The Story of Shazam: The Startup Days

Danielle Newnham
Nov 11, 2015 · 48 min read
Shazam Founders: Philip Inghelbrecht, Avery Wang, Chris Barton, Dhiraj Mukherjee

“The number one determinant of entrepreneurial success is persistence. If you are not prepared to go to superhuman levels that are beyond rationality to realize your dream, then your chance of finding success is virtually zero.” Chris Barton

The story of Shazam is one of pure innovation, foresight, and friendship. In 1999, Chris Barton dreamed of a seemingly impossible solution to ambient music recognition and created the team — including friend Dhiraj Mukherjee, classmate Philip Inghelbrecht, and engineer Avery Wang — to make it a reality. Shazam now has over 500 million users worldwide and has extended its service to other areas of business, including television and social networking.


“By my junior year, I was told not to bother coming to class and to just show up for the tests.” Avery Wang

Wang: To talk about my start in technology, I’ll have to go back to my early love for math and science.
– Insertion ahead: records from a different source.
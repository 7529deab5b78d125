//! Aggregation stages.
//!
//! Canton counts are a left join of the boundary layer against the records
//! attributed by point-in-polygon lookup: every canton appears exactly
//! once, with zero when nothing falls inside it. Province counts are
//! re-aggregated from the canton counts over each canton's province.

use std::collections::BTreeMap;

use biodiv_map_analytics_models::TimeGranularity;
use biodiv_map_geography_models::{CantonCount, LabelCount, ProvinceCount, TimeSeriesPoint};
use biodiv_map_occurrence_models::OccurrenceRecord;
use biodiv_map_spatial::BoundaryIndex;

/// Label used for records without a reported province.
pub const UNKNOWN_LABEL: &str = "Unknown";

/// Counts records per canton.
///
/// Records without a point, or whose point lies outside every canton (or
/// exactly on a canton edge), are not counted. The result holds every
/// canton of `index` ordered by code.
#[must_use]
pub fn count_by_canton<'a, I>(records: I, index: &BoundaryIndex) -> Vec<CantonCount>
where
    I: IntoIterator<Item = &'a OccurrenceRecord>,
{
    let mut counts: BTreeMap<i64, u64> = BTreeMap::new();
    let mut outside = 0_u64;

    for point in records.into_iter().filter_map(|r| r.point) {
        match index.lookup(point.longitude, point.latitude) {
            Some(code) => *counts.entry(code).or_insert(0) += 1,
            None => outside += 1,
        }
    }

    if outside > 0 {
        log::debug!("{outside} points fell outside every canton");
    }

    index
        .units()
        .map(|unit| CantonCount {
            code: unit.code,
            canton: unit.canton.clone(),
            province: unit.province.clone(),
            count: counts.get(&unit.code).copied().unwrap_or(0),
        })
        .collect()
}

/// Rolls canton counts up to their provinces.
///
/// Every province that has at least one canton appears once, ordered by
/// name.
#[must_use]
pub fn count_by_province(cantons: &[CantonCount]) -> Vec<ProvinceCount> {
    let mut counts: BTreeMap<&str, u64> = BTreeMap::new();
    for canton in cantons {
        *counts.entry(canton.province.as_str()).or_insert(0) += canton.count;
    }

    counts
        .into_iter()
        .map(|(province, count)| ProvinceCount {
            province: province.to_string(),
            count,
        })
        .collect()
}

/// Counts records by their reported `stateProvince` label.
///
/// Does not depend on coordinates, so every record is counted. Blank
/// labels are grouped under [`UNKNOWN_LABEL`].
#[must_use]
pub fn count_by_reported_province<'a, I>(records: I) -> Vec<LabelCount>
where
    I: IntoIterator<Item = &'a OccurrenceRecord>,
{
    let mut counts: BTreeMap<&str, u64> = BTreeMap::new();
    for record in records {
        let label = record.state_province.as_deref().unwrap_or(UNKNOWN_LABEL);
        *counts.entry(label).or_insert(0) += 1;
    }

    let mut labels: Vec<LabelCount> = counts
        .into_iter()
        .map(|(label, count)| LabelCount {
            label: label.to_string(),
            count,
        })
        .collect();
    labels.sort_by(|a, b| b.count.cmp(&a.count).then_with(|| a.label.cmp(&b.label)));
    labels
}

/// Counts dated records per period, in chronological order.
///
/// Records without a parsed date are skipped.
#[must_use]
pub fn count_by_period<'a, I>(records: I, granularity: TimeGranularity) -> Vec<TimeSeriesPoint>
where
    I: IntoIterator<Item = &'a OccurrenceRecord>,
{
    let mut counts: BTreeMap<String, u64> = BTreeMap::new();
    for date in records.into_iter().filter_map(|r| r.event_date) {
        let period = date.format(granularity.format()).to_string();
        *counts.entry(period).or_insert(0) += 1;
    }

    counts
        .into_iter()
        .map(|(period, count)| TimeSeriesPoint { period, count })
        .collect()
}

/// Sorts canton counts for the bar chart: descending by count, then by
/// canton name and code.
#[must_use]
pub fn rank_cantons(mut cantons: Vec<CantonCount>) -> Vec<CantonCount> {
    cantons.sort_by(|a, b| {
        b.count
            .cmp(&a.count)
            .then_with(|| a.canton.cmp(&b.canton))
            .then_with(|| a.code.cmp(&b.code))
    });
    cantons
}

/// Sorts province counts for the bar chart: descending by count, then by
/// name.
#[must_use]
pub fn rank_provinces(mut provinces: Vec<ProvinceCount>) -> Vec<ProvinceCount> {
    provinces.sort_by(|a, b| {
        b.count
            .cmp(&a.count)
            .then_with(|| a.province.cmp(&b.province))
    });
    provinces
}

#[cfg(test)]
mod tests {
    use chrono::NaiveDate;

    use super::*;
    use crate::fixtures::{boundaries, record};

    #[test]
    fn every_canton_appears_once() {
        let index = boundaries();
        let none: Vec<OccurrenceRecord> = Vec::new();
        let counts = count_by_canton(&none, &index);
        let codes: Vec<i64> = counts.iter().map(|c| c.code).collect();
        assert_eq!(codes, vec![101, 102, 201]);
        assert!(counts.iter().all(|c| c.count == 0));
    }

    #[test]
    fn counts_points_inside_cantons() {
        let index = boundaries();
        let records = vec![
            record("1", "Panthera onca", Some((0.2, 0.2))),
            record("2", "Panthera onca", Some((0.4, 0.6))),
            record("3", "Panthera onca", Some((1.5, 0.5))),
            record("4", "Panthera onca", Some((9.0, 9.0))),
            record("5", "Panthera onca", None),
        ];
        let counts = count_by_canton(&records, &index);
        let by_code: BTreeMap<i64, u64> = counts.iter().map(|c| (c.code, c.count)).collect();
        assert_eq!(by_code[&101], 2);
        assert_eq!(by_code[&102], 1);
        assert_eq!(by_code[&201], 0);
    }

    #[test]
    fn canton_sum_matches_points_inside_union() {
        let index = boundaries();
        let records: Vec<_> = (0..40)
            .map(|i| {
                let x = f64::from(i) * 0.07 - 0.3;
                let y = f64::from(i % 7) * 0.33;
                record(&i.to_string(), "Puma concolor", Some((x, y)))
            })
            .collect();

        let total: u64 = count_by_canton(&records, &index).iter().map(|c| c.count).sum();
        let inside = records
            .iter()
            .filter_map(|r| r.point)
            .filter(|p| index.lookup(p.longitude, p.latitude).is_some())
            .count() as u64;

        assert_eq!(total, inside);
        assert!(total <= records.len() as u64);
    }

    #[test]
    fn province_rollup_matches_direct_count() {
        let index = boundaries();
        let records = vec![
            record("1", "Panthera onca", Some((0.2, 0.2))),
            record("2", "Panthera onca", Some((1.5, 0.5))),
            record("3", "Panthera onca", Some((0.5, 1.5))),
            record("4", "Panthera onca", Some((1.7, 0.1))),
        ];

        let rolled = count_by_province(&count_by_canton(&records, &index));

        let mut direct: BTreeMap<String, u64> = index
            .provinces()
            .into_iter()
            .map(|p| (p.to_string(), 0))
            .collect();
        for point in records.iter().filter_map(|r| r.point) {
            if let Some(unit) = index
                .lookup(point.longitude, point.latitude)
                .and_then(|code| index.unit(code))
            {
                *direct.get_mut(&unit.province).unwrap() += 1;
            }
        }

        let rolled: BTreeMap<String, u64> =
            rolled.into_iter().map(|p| (p.province, p.count)).collect();
        assert_eq!(rolled, direct);
        assert_eq!(rolled["Guanacaste"], 3);
        assert_eq!(rolled["Alajuela"], 1);
    }

    #[test]
    fn reported_province_counts_include_records_without_points() {
        let mut unknown = record("3", "Panthera onca", None);
        unknown.state_province = None;
        let records = vec![
            record("1", "Panthera onca", Some((0.2, 0.2))),
            record("2", "Panthera onca", None),
            unknown,
        ];
        let labels = count_by_reported_province(&records);
        assert_eq!(
            labels,
            vec![
                LabelCount {
                    label: "Guanacaste".to_string(),
                    count: 2
                },
                LabelCount {
                    label: UNKNOWN_LABEL.to_string(),
                    count: 1
                },
            ]
        );
    }

    #[test]
    fn period_counts_are_chronological() {
        let mut later = record("2", "Panthera onca", None);
        later.event_date = NaiveDate::from_ymd_opt(2021, 2, 3).and_then(|d| d.and_hms_opt(0, 0, 0));
        let mut undated = record("3", "Panthera onca", None);
        undated.event_date = None;
        let records = vec![later, record("1", "Panthera onca", None), undated];

        let yearly = count_by_period(&records, TimeGranularity::Yearly);
        assert_eq!(
            yearly,
            vec![
                TimeSeriesPoint {
                    period: "2019".to_string(),
                    count: 1
                },
                TimeSeriesPoint {
                    period: "2021".to_string(),
                    count: 1
                },
            ]
        );

        let monthly = count_by_period(&records, TimeGranularity::Monthly);
        assert_eq!(monthly[0].period, "2019-05");
        assert_eq!(monthly[1].period, "2021-02");
    }

    #[test]
    fn ranking_is_descending() {
        let index = boundaries();
        let records = vec![
            record("1", "Panthera onca", Some((1.2, 0.2))),
            record("2", "Panthera onca", Some((1.5, 0.5))),
            record("3", "Panthera onca", Some((0.5, 1.5))),
        ];
        let cantons = rank_cantons(count_by_canton(&records, &index));
        assert!(cantons.windows(2).all(|w| w[0].count >= w[1].count));
        assert_eq!(cantons[0].code, 102);
        assert_eq!(cantons[1].code, 201);
        assert_eq!(cantons[2].code, 101);

        let provinces = rank_provinces(count_by_province(&cantons));
        assert!(provinces.windows(2).all(|w| w[0].count >= w[1].count));
        assert_eq!(provinces[0].province, "Guanacaste");
    }
}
When I was in first grade, I saw a Star Trek episode where Captain Kirk was fighting the Lizard Man and figured out how to make gunpowder out of stuff he found lying around. They gave the recipe in the episode, so I had to go try it. Back then, you could get the key ingredient at the pharmacy just by asking for it. These days, you might get arrested. I’ll have to thank my parents for letting me obtain the materials and put together my own pyrotechnics. I was hooked and was always doing science experiments after that.

Chris, Philip and Dhiraj, Hyde Park, London
Foreground: Chris, Dhiraj and Avery
Avery’s workings on the original Shazam algorithm
Dhiraj, Chris, Avery and Philip

“A team is stronger when people think in different ways: it is much easier to work with people who are similar to you, think in similar ways, or agree with your views. However, an effective team will bring together complementary skills and strengths and perspectives.” Dhiraj Mukherjee

Mukherjee: Have fun: I believed it before; I believed it during; I believe it now. As long as you are having fun, you will make good decisions, manage stress, not take things too much to heart, and remember that there are more important things in life than a business: true friends and family who will support you regardless of your success or failure.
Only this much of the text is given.